Data from market-research firm Technomic shows pizza’s share of U.S. restaurant spending has slipped in recent years as consumers shift toward other categories, including chicken and Mexican food. The category’s headwinds have prompted major transactions — Yum Brands sold Pizza Hut this month for $2.7 billion, and Papa John’s has floated a sale. Midsize chains are closing locations.

Even Domino’s, the category’s largest player, has been punished by investors. The company reports second-quarter results next month.

The erosion of the delivery moat is a key factor. DoorDash and Uber Eats have placed every corner pizzeria on equal footing with national brands, the Journal reported. Open a delivery app today, and a local slice shop sits beside Domino’s, competing for attention with tacos, wings, or the growing variety in the frozen aisle.

Domino’s first-quarter U.S. same-store sales growth came in at 0.9%, and management abandoned its prior 3% target for 2026, the Journal reported. The company’s shares dropped in April after the announcement.

This week, Domino’s said Chief Operating Officer Joe Jordan will replace Chief Executive Russell Weiner. The Journal reported that investors were surprised by the timing and are viewing the shake-up as a potential risk, fearing Jordan will scrap long-term growth targets. MSI previously reported on the leadership change in an article published June 22.

RBC Capital analyst Logan Reich noted that Domino’s is lapping the initiatives that boosted 2025 — the introduction of stuffed crusts and its arrival on DoorDash — with no easy levers ahead, according to the Journal.

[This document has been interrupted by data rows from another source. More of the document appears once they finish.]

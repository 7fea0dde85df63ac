mod commands;
mod input;
mod output;

use clap::{Parser, Subcommand, ValueEnum};
use colored::Colorize;
use std::process;
use tracing_subscriber::EnvFilter;

use commands::fixed_asset::{DepreciationArgs, DisposeArgs};
use commands::payment::{AllocateArgs, PaymentAmountArgs};

/// Accounting rules for invoice payments and fixed assets
#[derive(Parser)]
#[command(
    name = "acct",
    version,
    about = "Accounting rules for invoice payments and fixed assets",
    long_about = "A CLI running ERP accounting rules with decimal precision: allocation \
                  of payments across invoice terms with financial discounts, payment \
                  amount recomputation, and economic/fiscal/IFRS depreciation plans \
                  with disposal."
)]
struct Cli {
    #[command(subcommand)]
    command: Commands,

    /// Output format
    #[arg(long, default_value = "json", global = true)]
    output: OutputFormat,

    /// YAML configuration file (scales, today, locale)
    #[arg(long, global = true)]
    config: Option<String>,
}

#[derive(Subcommand)]
enum Commands {
    /// Allocate an amount across invoice terms
    Allocate(AllocateArgs),
    /// Recompute a payment's amount from its allocation records
    PaymentAmount(PaymentAmountArgs),
    /// Generate a depreciation plan for a fixed asset
    Depreciation(DepreciationArgs),
    /// Dispose of a fixed asset at a date
    Dispose(DisposeArgs),
    /// Print version information
    Version,
}

#[derive(Debug, Clone, ValueEnum)]
pub enum OutputFormat {
    Json,
    Table,
    Csv,
    Minimal,
}

fn init_tracing() {
    let filter = EnvFilter::try_from_default_env().unwrap_or_else(|_| EnvFilter::new("warn"));
    let _ = tracing_subscriber::fmt()
        .with_env_filter(filter)
        .with_writer(std::io::stderr)
        .with_target(false)
        .try_init();
}

fn main() {
    let cli = Cli::parse();
    init_tracing();

    let config = match input::file::read_config(cli.config.as_deref()) {
        Ok(config) => config,
        Err(e) => {
            eprintln!("{}: {}", "error".red().bold(), e);
            process::exit(1);
        }
    };

    let result: Result<serde_json::Value, Box<dyn std::error::Error>> = match cli.command {
        Commands::Allocate(args) => commands::payment::run_allocate(args, &config),
        Commands::PaymentAmount(args) => commands::payment::run_payment_amount(args, &config),
        Commands::Depreciation(args) => commands::fixed_asset::run_depreciation(args, &config),
        Commands::Dispose(args) => commands::fixed_asset::run_dispose(args, &config),
        Commands::Version => {
            println!("acct {}", env!("CARGO_PKG_VERSION"));
            return;
        }
    };

    match result {
        Ok(value) => {
            output::format_output(&cli.output, &value);
            process::exit(0);
        }
        Err(e) => {
            eprintln!("{}: {}", "error".red().bold(), e);
            process::exit(1);
        }
    }
}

Still, Domino’s continues to grow its share of the shrinking pie. J.P. Morgan data shows Domino’s share of sales among the top three public pizza chains climbed to 54% in 2025, up from 38% in 2016. Pizza Hut’s share fell from 41% to 27% over the same period.

A typical Domino’s restaurant generates about $166,000 in earnings before interest, taxes, depreciation and amortization per unit, according to Evercore ISI. That compares with roughly $55,000 for a Pizza Hut unit.

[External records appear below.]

use std::fmt;

use rust_decimal::Decimal;
use serde::{Deserialize, Serialize};

/// All monetary values. Wraps Decimal to prevent accidental f64 usage.
pub type Money = Decimal;

/// Ratios and rates expressed as decimals (0.05 = 5%). Never as percentages.
pub type Rate = Decimal;

/// Currency code
#[derive(Debug, Clone, Default, PartialEq, Eq, Hash, Serialize, Deserialize)]
pub enum Currency {
    GBP,
    #[default]
    USD,
    EUR,
    CHF,
    JPY,
    CAD,
    AUD,
    HKD,
    SGD,
    Other(String),
}

impl Currency {
    pub fn code(&self) -> &str {
        match self {
            Currency::GBP => "GBP",
            Currency::USD => "USD",
            Currency::EUR => "EUR",
            Currency::CHF => "CHF",
            Currency::JPY => "JPY",
            Currency::CAD => "CAD",
            Currency::AUD => "AUD",
            Currency::HKD => "HKD",
            Currency::SGD => "SGD",
            Currency::Other(code) => code,
        }
    }

    /// ISO 4217 minor units; used when no scale is configured.
    pub fn default_scale(&self) -> u32 {
        match self {
            Currency::JPY => 0,
            _ => 2,
        }
    }
}

impl fmt::Display for Currency {
    fn fmt(&self, f: &mut fmt::Formatter<'_>) -> fmt::Result {
        f.write_str(self.code())
    }
}

/// Standard computation output envelope
#[derive(Debug, Clone, Serialize, Deserialize)]
pub struct ComputationOutput<T: Serialize> {
    pub result: T,
    pub methodology: String,
    pub assumptions: serde_json::Value,
    pub warnings: Vec<String>,
    pub metadata: ComputationMetadata,
}

/// Metadata for every computation
#[derive(Debug, Clone, Serialize, Deserialize)]
pub struct ComputationMetadata {
    pub version: String,
    pub computation_time_us: u64,
    pub precision: String,
}

/// Helper to wrap computation results with metadata
pub fn with_metadata<T: Serialize>(
    methodology: &str,
    assumptions: &impl Serialize,
    warnings: Vec<String>,
    elapsed_us: u64,
    result: T,
) -> ComputationOutput<T> {
    ComputationOutput {
        result,
        methodology: methodology.to_string(),
        assumptions: serde_json::to_value(assumptions).unwrap_or_default(),
        warnings,
        metadata: ComputationMetadata {
            version: env!("CARGO_PKG_VERSION").to_string(),
            computation_time_us: elapsed_us,
            precision: "rust_decimal_128bit".to_string(),
        },
    }
}

#[cfg(test)]
mod tests {
    use super::*;

    #[test]
    fn test_currency_display_uses_code() {
        assert_eq!(Currency::EUR.to_string(), "EUR");
        assert_eq!(Currency::Other("XOF".into()).to_string(), "XOF");
    }

    #[test]
    fn test_default_scales() {
        assert_eq!(Currency::JPY.default_scale(), 0);
        assert_eq!(Currency::EUR.default_scale(), 2);
    }
}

On the corporate side, Domino’s generated $672 million in free cash flow last year, roughly three times what it produced a decade earlier, the Journal reported. Because franchisees fund store openings, corporate operations stay asset-light, producing cash that the company returns to shareholders through dividends and share buybacks.

The recent selloff has pushed Domino’s stock to about 14 times forward earnings, a valuation not seen since the years after the 2008-09 financial crisis. Rivals such as Yum Brands and McDonald’s trade around 20 times forward earnings.